I’ve just finished reading Jeanette Winterson’s moving memoir – Why Be Happy When You Could Be Normal?  It was given to me by ‘Secret Santa’ at the work Christmas party in 2014. Thanks Santa, I know it’s taken me a year and a half to read it but now was the perfect time.

For the last couple of weeks, practically everyone I’ve met has been subjected to me saying that there’s this amazing passage (on pages 63 to 64) which sums up my life this year….

This is how it goes:

            I have noticed that doing the sensible thing in life is only a good idea when the decision is quite small. For the life-changing things, you must risk it.

            And here is the shock – when you risk it, when you do the right thing, when you arrive at the borders of common sense and cross over into unknown territory, leaving behind you all the familiar smells and lights, then you do not experience great joy and huge energy.

           You are unhappy. Things get worse.

           It is a time of mourning. Loss. Fear. We bullet ourselves through with questions. And then we feel shot and wounded.

            And all the cowards come out and say, ‘See I told you so.’

            In fact, they told you nothing.
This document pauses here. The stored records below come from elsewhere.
//! Sparse record of failed pixels.
//!
//! Failures are indexed by column, then row. Differences in screenshots
//! tend to run vertically (text cursors, borders), so a column map of row
//! sets stays small where a full bitmap per comparison would not, and the
//! column index is what the parallel scans split on.

use std::collections::{BTreeMap, BTreeSet};

/// Failed-pixel index plus aggregate statistics
#[derive(Debug, Clone, Default, PartialEq, Eq)]
pub struct PixelSummary {
    total_pixels: u64,
    failed: BTreeMap<u32, BTreeSet<u32>>,
    failed_count: u64,
}

impl PixelSummary {
    /// Empty summary over an image of `total_pixels` pixels
    #[must_use]
    pub fn new(total_pixels: u64) -> Self {
        Self {
            total_pixels,
            failed: BTreeMap::new(),
            failed_count: 0,
        }
    }

    /// Build a summary from per-column row sets, dropping empty columns
    #[must_use]
    pub fn from_columns(
        total_pixels: u64,
        columns: impl IntoIterator<Item = (u32, BTreeSet<u32>)>,
    ) -> Self {
        let mut summary = Self::new(total_pixels);
        for (x, rows) in columns {
            if rows.is_empty() {
                continue;
            }
            summary.failed_count += rows.len() as u64;
            summary.failed.entry(x).or_default().extend(rows);
        }
        summary
    }

    /// Record a failed pixel; returns false if it was already recorded
    pub fn add(&mut self, x: u32, y: u32) -> bool {
        let inserted = self.failed.entry(x).or_default().insert(y);
        if inserted {
            self.failed_count += 1;
        }
        inserted
    }

    /// Whether `(x, y)` is recorded as failed
    #[must_use]
    pub fn contains(&self, x: u32, y: u32) -> bool {
        self.failed.get(&x).is_some_and(|rows| rows.contains(&y))
    }

    /// Total pixels in the compared image
    #[must_use]
    pub const fn total_pixels(&self) -> u64 {
        self.total_pixels
    }

    /// Number of failed pixels
    #[must_use]
    pub const fn failed_count(&self) -> u64 {
        self.failed_count
    }

    /// No pixel failed
    #[must_use]
    pub const fn is_empty(&self) -> bool {
        self.failed_count == 0
    }

    /// Ratio of matching pixels, `1 - failed/total`. An empty image is fully confident.
    #[must_use]
    pub fn confidence(&self) -> f64 {
        if self.total_pixels == 0 {
            return 1.0;
        }
        1.0 - self.failed_count as f64 / self.total_pixels as f64
    }

    /// Failed rows of one column
    #[must_use]
    pub fn column(&self, x: u32) -> Option<&BTreeSet<u32>> {
        self.failed.get(&x)
    }

    /// Columns containing at least one failure, with their rows
    pub fn columns(&self) -> impl Iterator<Item = (u32, &BTreeSet<u32>)> {
        self.failed.iter().map(|(x, rows)| (*x, rows))
    }

    /// Failed columns with `lo <= x <= hi`
    pub fn columns_between(&self, lo: u32, hi: u32) -> impl Iterator<Item = (u32, &BTreeSet<u32>)> {
        self.failed.range(lo..=hi).map(|(x, rows)| (*x, rows))
    }

    /// Column indices containing at least one failure
    #[must_use]
    pub fn column_indices(&self) -> Vec<u32> {
        self.failed.keys().copied().collect()
    }

    /// Every failed coordinate, column-major
    pub fn pixels(&self) -> impl Iterator<Item = (u32, u32)> + '_ {
        self.failed
            .iter()
            .flat_map(|(x, rows)| rows.iter().map(move |y| (*x, *y)))
    }

    /// Smallest rectangle `(min_x, min_y, max_x, max_y)` covering every failure
    #[must_use]
    pub fn bounds(&self) -> Option<(u32, u32, u32, u32)> {
        let min_x = *self.failed.keys().next()?;
        let max_x = *self.failed.keys().next_back()?;
        let mut min_y = u32::MAX;
        let mut max_y = 0;
        for rows in self.failed.values() {
            if let (Some(first), Some(last)) = (rows.first(), rows.last()) {
                min_y = min_y.min(*first);
                max_y = max_y.max(*last);
            }
        }
        Some((min_x, min_y, max_x, max_y))
    }

    /// Count recorded failures in the `(2r+1)x(2r+1)` square centred on `(x, y)`, centre included
    #[must_use]
    pub fn count_neighbourhood(&self, x: u32, y: u32, radius: u32) -> u32 {
        let y_lo = y.saturating_sub(radius);
        let y_hi = y.saturating_add(radius);
        let x_lo = x.saturating_sub(radius);
        let x_hi = x.saturating_add(radius);
        self.failed
            .range(x_lo..=x_hi)
            .map(|(_, rows)| rows.range(y_lo..=y_hi).count() as u32)
            .sum()
    }
}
Last year, I left my job of ten years. It was my choice, I was excited about leaving, and I had a plan. But it’s actually been one of the toughest times of my life. And if you’ve been reading this blog for a while you’ll know that in two weeks (actually in less than two weeks), I launch a new festival where my two worlds of the arts and IVF are going to collide. And if you ask me now what’s harder – running a big theatre with a multi-million pound turnover or a start-up festival that’s exploring an issue that for many people is still a taboo and a part of their life they quickly want to forget – then I have to say the latter. But as Jeanette Winterson says so beautifully, for the life-changing things you must risk it. Just be prepared that it’s going to be hard.